The university funding formula is a mechanism for distributing financial resources. If the amount of money to be distributed is inadequate, then quality will suffer. This is not a question of inadequate oversight or performance measurement. There are already a variety of accountability and reporting systems in place. Ontario universities are not, for the most part, spending money in an ineffective way. They simply do not have the resources they need to improve quality.
It is true that the Government of Ontario made significant investments in higher educations as part of the Reaching Higher plan, which ran from 2005 to 2010. However, these investments were not large enough to fill the funding gap created by deep cuts in the mid-1990s, and creeping underfunding throughout the late 1990s and early 2000s. Much of the new funding was also eaten up by rising enrolment driven by changing demographics, an increasing university participation rate, and government policies. The lack of clear quality dividends from Reaching Higher was not the fault of the funding formula. It occurred because of a variety of longstanding financial, political, and social factors.
Some observers claim that a move to outcomes or performance-based funding – where a portion of funding is distributed according to how universities perform against particular targets – will help improve quality. There is virtually no evidence to support this claim. Moreover, any system that allocates or withholds funding on the basis of institutional performance or output measures will result in the creation of “winners” and “losers” and will penalize students at institutions that fail to reach their targets. OCUFA believes that university funding should be equitable and aimed at improving educational quality, not punishing institutions that under-perform on simplistic metrics.
As we enter the funding formula review, it is important that government and all stakeholders recognize that policies do not exist in a vacuum. They interact with other policies in often unforeseen ways, sometimes producing undesirable or negative consequences. The funding formula alone did not promote rapid growth in university sector, nor did it undermine quality improvements. As we examine new options for distributing funding to universities, we must recognize the role government policy plays in driving university behavior, often in unpredictable ways.
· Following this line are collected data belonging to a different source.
//! Repository for the `notification_rules` table.
//!
//! Rules are unique per `(tenant_id, notification_type, trigger_discriminator)`.
//! Callers validate templates and triggers before writing; this layer only
//! persists what it is given.

use clinica_core::default_rules::default_rules;
use clinica_core::rules::NotificationType;
use clinica_core::types::DbId;
use sqlx::PgPool;

use crate::models::rule::{CreateNotificationRule, NotificationRule, UpdateNotificationRule};

/// Column list for `notification_rules` queries.
const COLUMNS: &str = "\
    id, tenant_id, name, notification_type, trigger_condition, trigger_discriminator, \
    channel, message_template, is_active, is_edited, \
    last_evaluated_at, last_send_count, last_error, \
    created_at, updated_at";

/// Provides CRUD operations for notification rules.
pub struct RuleRepo;

impl RuleRepo {
    /// All rules of a tenant, active or not, by id.
    pub async fn list_rules(
        pool: &PgPool,
        tenant_id: DbId,
    ) -> Result<Vec<NotificationRule>, sqlx::Error> {
        let query = format!(
            "SELECT {COLUMNS} FROM notification_rules \
             WHERE tenant_id = $1 \
             ORDER BY id"
        );
        sqlx::query_as::<_, NotificationRule>(&query)
            .bind(tenant_id)
            .fetch_all(pool)
            .await
    }

    /// Active rules of a tenant in evaluation order: type priority, then id.
    ///
    /// Rows with an unrecognised type sort last; the evaluator reports them.
    pub async fn list_active_rules(
        pool: &PgPool,
        tenant_id: DbId,
    ) -> Result<Vec<NotificationRule>, sqlx::Error> {
        let query = format!(
            "SELECT {COLUMNS} FROM notification_rules \
             WHERE tenant_id = $1 AND is_active = true \
             ORDER BY id"
        );
        let mut rules = sqlx::query_as::<_, NotificationRule>(&query)
            .bind(tenant_id)
            .fetch_all(pool)
            .await?;
        rules.sort_by_key(|r| (r.kind().map(|k| k.priority()).unwrap_or(i16::MAX), r.id));
        Ok(rules)
    }

    /// First rule of the given type for a tenant (lowest id).
    pub async fn get_rule(
        pool: &PgPool,
        tenant_id: DbId,
        notification_type: NotificationType,
    ) -> Result<Option<NotificationRule>, sqlx::Error> {
        let query = format!(
            "SELECT {COLUMNS} FROM notification_rules \
             WHERE tenant_id = $1 AND notification_type = $2 \
             ORDER BY id \
             LIMIT 1"
        );
        sqlx::query_as::<_, NotificationRule>(&query)
            .bind(tenant_id)
            .bind(notification_type.as_str())
            .fetch_optional(pool)
            .await
    }

    pub async fn find_by_id(
        pool: &PgPool,
        id: DbId,
    ) -> Result<Option<NotificationRule>, sqlx::Error> {
        let query = format!("SELECT {COLUMNS} FROM notification_rules WHERE id = $1");
        sqlx::query_as::<_, NotificationRule>(&query)
            .bind(id)
            .fetch_optional(pool)
            .await
    }

    /// Insert a tenant-authored rule. The rule starts out edited so the
    /// default seeding never touches it.
    pub async fn create(
        pool: &PgPool,
        tenant_id: DbId,
        input: &CreateNotificationRule,
        trigger_discriminator: &str,
    ) -> Result<NotificationRule, sqlx::Error> {
        let query = format!(
            "INSERT INTO notification_rules \
                 (tenant_id, name, notification_type, trigger_condition, \
                  trigger_discriminator, channel, message_template, is_edited) \
             VALUES ($1, $2, $3, $4, $5, $6, $7, true) \
             RETURNING {COLUMNS}"
        );
        sqlx::query_as::<_, NotificationRule>(&query)
            .bind(tenant_id)
            .bind(&input.name)
            .bind(input.notification_type.as_str())
            .bind(&input.trigger_condition)
            .bind(trigger_discriminator)
            .bind(input.channel.as_str())
            .bind(&input.message_template)
            .fetch_one(pool)
            .await
    }

    /// Seed the built-in catalogue for a tenant.
    ///
    /// Missing rules are inserted; existing rules the tenant never edited are
    /// refreshed to the current defaults; edited rules are left untouched.
    /// Returns the number of rows inserted or refreshed.
    pub async fn upsert_default_rules(pool: &PgPool, tenant_id: DbId) -> Result<u64, sqlx::Error> {
        let mut tx = pool.begin().await?;
        let mut affected = 0;

        for rule in default_rules() {
            let result = sqlx::query(
                "INSERT INTO notification_rules \
                     (tenant_id, name, notification_type, trigger_condition, \
                      trigger_discriminator, channel, message_template) \
                 VALUES ($1, $2, $3, $4, $5, $6, $7) \
                 ON CONFLICT (tenant_id, notification_type, trigger_discriminator) \
                 DO UPDATE SET \
                     name = EXCLUDED.name, \
                     trigger_condition = EXCLUDED.trigger_condition, \
                     channel = EXCLUDED.channel, \
                     message_template = EXCLUDED.message_template \
                 WHERE notification_rules.is_edited = false",
            )
            .bind(tenant_id)
            .bind(&rule.name)
            .bind(rule.notification_type.as_str())
            .bind(rule.trigger.to_json())
            .bind(rule.trigger.discriminator())
            .bind(rule.channel.as_str())
            .bind(&rule.template)
            .execute(&mut *tx)
            .await?;
            affected += result.rows_affected();
        }

        tx.commit().await?;
        Ok(affected)
    }

    /// Apply a patch and mark the rule as edited.
    ///
    /// `trigger_discriminator` must be supplied whenever the patch replaces
    /// `trigger_condition`. Returns `None` if the rule does not exist.
    pub async fn update_rule(
        pool: &PgPool,
        id: DbId,
        patch: &UpdateNotificationRule,
        trigger_discriminator: Option<&str>,
    ) -> Result<Option<NotificationRule>, sqlx::Error> {
        let query = format!(
            "UPDATE notification_rules SET \
                 name = COALESCE($2, name), \
                 trigger_condition = COALESCE($3, trigger_condition), \
                 trigger_discriminator = COALESCE($4, trigger_discriminator), \
                 channel = COALESCE($5, channel), \
                 message_template = COALESCE($6, message_template), \
                 is_active = COALESCE($7, is_active), \
                 is_edited = true \
             WHERE id = $1 \
             RETURNING {COLUMNS}"
        );
        sqlx::query_as::<_, NotificationRule>(&query)
            .bind(id)
            .bind(&patch.name)
            .bind(&patch.trigger_condition)
            .bind(trigger_discriminator)
            .bind(patch.channel.map(|c| c.as_str()))
            .bind(&patch.message_template)
            .bind(patch.is_active)
            .fetch_optional(pool)
            .await
    }

    /// Store a clean evaluation: stamp the time, set the count and clear any
    /// previous error.
    pub async fn record_evaluation(
        pool: &PgPool,
        id: DbId,
        send_count: i32,
    ) -> Result<(), sqlx::Error> {
        sqlx::query(
            "UPDATE notification_rules \
             SET last_evaluated_at = NOW(), last_send_count = $2, last_error = NULL \
             WHERE id = $1",
        )
        .bind(id)
        .bind(send_count)
        .execute(pool)
        .await?;
        Ok(())
    }

    /// Flag a rule that could not be evaluated. `last_evaluated_at` keeps
    /// pointing at the last clean run.
    pub async fn record_failure(pool: &PgPool, id: DbId, error: &str) -> Result<(), sqlx::Error> {
        sqlx::query("UPDATE notification_rules SET last_error = $2 WHERE id = $1")
            .bind(id)
            .bind(error)
            .execute(pool)
            .await?;
        Ok(())
    }
}
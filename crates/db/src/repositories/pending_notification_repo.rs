//! Repository for the `pending_notifications` queue.
//!
//! Uses `PendingNotificationStatus` from `models::status` for every
//! transition. Terminal transitions (`sent`, `dead`) write the delivery log
//! row in the same transaction and only apply to rows still in `sending`,
//! so a worker that lost its claim cannot finish a row twice.

use clinica_core::types::{DbId, Timestamp};
use sqlx::{PgExecutor, PgPool};

use crate::models::delivery_log::{LOG_STATUS_FAILED, LOG_STATUS_SENT};
use crate::models::pending::{NewPendingNotification, PendingNotification};
use crate::models::status::PendingNotificationStatus;

/// Column list for `pending_notifications` queries.
const COLUMNS: &str = "\
    id, notification_rule_id, recipient_id, subject, body, \
    scheduled_for, scheduled_date, channel, status_id, retry_count, last_error, \
    claimed_at, created_at, updated_at";

/// Provides queue operations for pending notifications.
pub struct PendingNotificationRepo;

impl PendingNotificationRepo {
    // -----------------------------------------------------------------------
    // Producer side
    // -----------------------------------------------------------------------

    /// Queue a rendered notification.
    ///
    /// Returns `None` when a live row for the same rule, recipient and
    /// scheduled date already exists. Accepts a pool or an open transaction
    /// so cursor updates can share the enqueue's transaction.
    pub async fn enqueue<'e>(
        executor: impl PgExecutor<'e>,
        input: &NewPendingNotification,
    ) -> Result<Option<DbId>, sqlx::Error> {
        sqlx::query_scalar(
            "INSERT INTO pending_notifications \
                 (notification_rule_id, recipient_id, subject, body, \
                  scheduled_for, scheduled_date, channel, status_id) \
             VALUES ($1, $2, $3, $4, $5, $6, $7, $8) \
             ON CONFLICT (notification_rule_id, recipient_id, scheduled_date) \
                 WHERE status_id IN (1, 2, 3) \
             DO NOTHING \
             RETURNING id",
        )
        .bind(input.notification_rule_id)
        .bind(input.recipient_id)
        .bind(&input.subject)
        .bind(&input.body)
        .bind(input.scheduled_for)
        .bind(input.scheduled_date)
        .bind(&input.channel)
        .bind(PendingNotificationStatus::Pending.id())
        .fetch_optional(executor)
        .await
    }

    /// Whether a rule already reached a recipient at or after the instant
    /// `since`.
    ///
    /// Counts any non-dead queue row and any successful delivery log. The
    /// comparison is on timestamps, so the database session time zone plays
    /// no part.
    pub async fn exists_since(
        pool: &PgPool,
        rule_id: DbId,
        recipient_id: DbId,
        since: Timestamp,
    ) -> Result<bool, sqlx::Error> {
        sqlx::query_scalar(
            "SELECT EXISTS ( \
                 SELECT 1 FROM pending_notifications \
                 WHERE notification_rule_id = $1 AND recipient_id = $2 \
                   AND scheduled_for >= $3 AND status_id <> $4 \
             ) OR EXISTS ( \
                 SELECT 1 FROM notification_logs \
                 WHERE notification_rule_id = $1 AND recipient_id = $2 \
                   AND sent_at >= $3 AND status = $5 \
             )",
        )
        .bind(rule_id)
        .bind(recipient_id)
        .bind(since)
        .bind(PendingNotificationStatus::Dead.id())
        .bind(LOG_STATUS_SENT)
        .fetch_one(pool)
        .await
    }

    // -----------------------------------------------------------------------
    // Consumer side
    // -----------------------------------------------------------------------

    /// Atomically claim the next due row.
    ///
    /// Rows are taken in `scheduled_for` order. A recipient that already has
    /// a row in `sending` is skipped so one recipient's notifications go out
    /// in order. `FOR UPDATE SKIP LOCKED` keeps concurrent workers apart.
    pub async fn claim_next(pool: &PgPool) -> Result<Option<PendingNotification>, sqlx::Error> {
        let query = format!(
            "UPDATE pending_notifications \
             SET status_id = $1, claimed_at = NOW() \
             WHERE id = ( \
                 SELECT p.id FROM pending_notifications p \
                 WHERE p.status_id = $2 AND p.scheduled_for <= NOW() \
                   AND NOT EXISTS ( \
                       SELECT 1 FROM pending_notifications s \
                       WHERE s.recipient_id = p.recipient_id AND s.status_id = $1 \
                   ) \
                 ORDER BY p.scheduled_for, p.id \
                 LIMIT 1 \
                 FOR UPDATE SKIP LOCKED \
             ) \
             RETURNING {COLUMNS}"
        );
        sqlx::query_as::<_, PendingNotification>(&query)
            .bind(PendingNotificationStatus::Sending.id())
            .bind(PendingNotificationStatus::Pending.id())
            .fetch_optional(pool)
            .await
    }

    /// Finish a claimed row successfully and append the `sent` log.
    ///
    /// Returns `false` (and writes nothing) if the row is no longer in
    /// `sending`.
    pub async fn mark_sent(
        pool: &PgPool,
        id: DbId,
        channel_used: &str,
    ) -> Result<bool, sqlx::Error> {
        let mut tx = pool.begin().await?;

        let row: Option<(DbId, DbId)> = sqlx::query_as(
            "UPDATE pending_notifications \
             SET status_id = $2, last_error = NULL \
             WHERE id = $1 AND status_id = $3 \
             RETURNING notification_rule_id, recipient_id",
        )
        .bind(id)
        .bind(PendingNotificationStatus::Sent.id())
        .bind(PendingNotificationStatus::Sending.id())
        .fetch_optional(&mut *tx)
        .await?;

        let Some((rule_id, recipient_id)) = row else {
            return Ok(false);
        };

        sqlx::query(
            "INSERT INTO notification_logs \
                 (pending_notification_id, notification_rule_id, recipient_id, status, channel_used) \
             VALUES ($1, $2, $3, $4, $5)",
        )
        .bind(id)
        .bind(rule_id)
        .bind(recipient_id)
        .bind(LOG_STATUS_SENT)
        .bind(channel_used)
        .execute(&mut *tx)
        .await?;

        tx.commit().await?;
        Ok(true)
    }

    /// Return a claimed row to `pending` after a retryable failure.
    pub async fn schedule_retry(
        pool: &PgPool,
        id: DbId,
        retry_count: i32,
        error: &str,
        next_attempt_at: Timestamp,
    ) -> Result<bool, sqlx::Error> {
        let result = sqlx::query(
            "UPDATE pending_notifications \
             SET status_id = $2, retry_count = $3, last_error = $4, \
                 scheduled_for = $5, claimed_at = NULL \
             WHERE id = $1 AND status_id = $6",
        )
        .bind(id)
        .bind(PendingNotificationStatus::Pending.id())
        .bind(retry_count)
        .bind(error)
        .bind(next_attempt_at)
        .bind(PendingNotificationStatus::Sending.id())
        .execute(pool)
        .await?;
        Ok(result.rows_affected() > 0)
    }

    /// Dead-letter a claimed row and append the `failed` log.
    pub async fn mark_dead(
        pool: &PgPool,
        id: DbId,
        retry_count: i32,
        error: &str,
        channel_attempted: Option<&str>,
    ) -> Result<bool, sqlx::Error> {
        let mut tx = pool.begin().await?;

        let row: Option<(DbId, DbId)> = sqlx::query_as(
            "UPDATE pending_notifications \
             SET status_id = $2, retry_count = $3, last_error = $4 \
             WHERE id = $1 AND status_id = $5 \
             RETURNING notification_rule_id, recipient_id",
        )
        .bind(id)
        .bind(PendingNotificationStatus::Dead.id())
        .bind(retry_count)
        .bind(error)
        .bind(PendingNotificationStatus::Sending.id())
        .fetch_optional(&mut *tx)
        .await?;

        let Some((rule_id, recipient_id)) = row else {
            return Ok(false);
        };

        sqlx::query(
            "INSERT INTO notification_logs \
                 (pending_notification_id, notification_rule_id, recipient_id, status, \
                  channel_used, error_message) \
             VALUES ($1, $2, $3, $4, $5, $6)",
        )
        .bind(id)
        .bind(rule_id)
        .bind(recipient_id)
        .bind(LOG_STATUS_FAILED)
        .bind(channel_attempted)
        .bind(error)
        .execute(&mut *tx)
        .await?;

        tx.commit().await?;
        Ok(true)
    }

    /// Return rows stuck in `sending` for longer than `stale_after_secs` to
    /// `pending`. Returns the number of rows released.
    pub async fn release_stale(pool: &PgPool, stale_after_secs: i64) -> Result<u64, sqlx::Error> {
        let result = sqlx::query(
            "UPDATE pending_notifications \
             SET status_id = $1, claimed_at = NULL \
             WHERE status_id = $2 AND claimed_at < NOW() - make_interval(secs => $3)",
        )
        .bind(PendingNotificationStatus::Pending.id())
        .bind(PendingNotificationStatus::Sending.id())
        .bind(stale_after_secs as f64)
        .execute(pool)
        .await?;
        Ok(result.rows_affected())
    }

    // -----------------------------------------------------------------------
    // Reads
    // -----------------------------------------------------------------------

    pub async fn find_by_id(
        pool: &PgPool,
        id: DbId,
    ) -> Result<Option<PendingNotification>, sqlx::Error> {
        let query = format!("SELECT {COLUMNS} FROM pending_notifications WHERE id = $1");
        sqlx::query_as::<_, PendingNotification>(&query)
            .bind(id)
            .fetch_optional(pool)
            .await
    }

    /// Rows addressed to a recipient, oldest first.
    pub async fn list_for_recipient(
        pool: &PgPool,
        recipient_id: DbId,
    ) -> Result<Vec<PendingNotification>, sqlx::Error> {
        let query = format!(
            "SELECT {COLUMNS} FROM pending_notifications \
             WHERE recipient_id = $1 \
             ORDER BY scheduled_for, id"
        );
        sqlx::query_as::<_, PendingNotification>(&query)
            .bind(recipient_id)
            .fetch_all(pool)
            .await
    }

    /// Rows produced by a rule, oldest first.
    pub async fn list_for_rule(
        pool: &PgPool,
        rule_id: DbId,
    ) -> Result<Vec<PendingNotification>, sqlx::Error> {
        let query = format!(
            "SELECT {COLUMNS} FROM pending_notifications \
             WHERE notification_rule_id = $1 \
             ORDER BY scheduled_for, id"
        );
        sqlx::query_as::<_, PendingNotification>(&query)
            .bind(rule_id)
            .fetch_all(pool)
            .await
    }
}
We must also recognize that even a perfect funding formula cannot make a positive impact on educational quality if the overall level of resources remains inadequate.
I have greatly appreciated these columns, and the position OCUFA has taken against changing funding formulas to outcome-based models. Reading through these articles in the series, the authors point out several times that Ontario is last in per-student public funding, but at the same time also points a few times to the high impact of Ontario universities.
The next instalment needs to address specifically these contradictory data points. Our funding benefactors are already aware of them and may use them against the universities. HEQCO’s March 11, 2015, Canadian Postsecondary Performance: IMPACT 2015 report has the remarkable Figure 2a, which shows a _negative_ correlation between funding and ‘Total Performance’. I hope that OCUFA can rebut this soon in the next instalment in this series before someone seriously argues from causation that we can improve Ontario unis by funding even less! (Which, by the way, outcome based funding could helpfully provide.)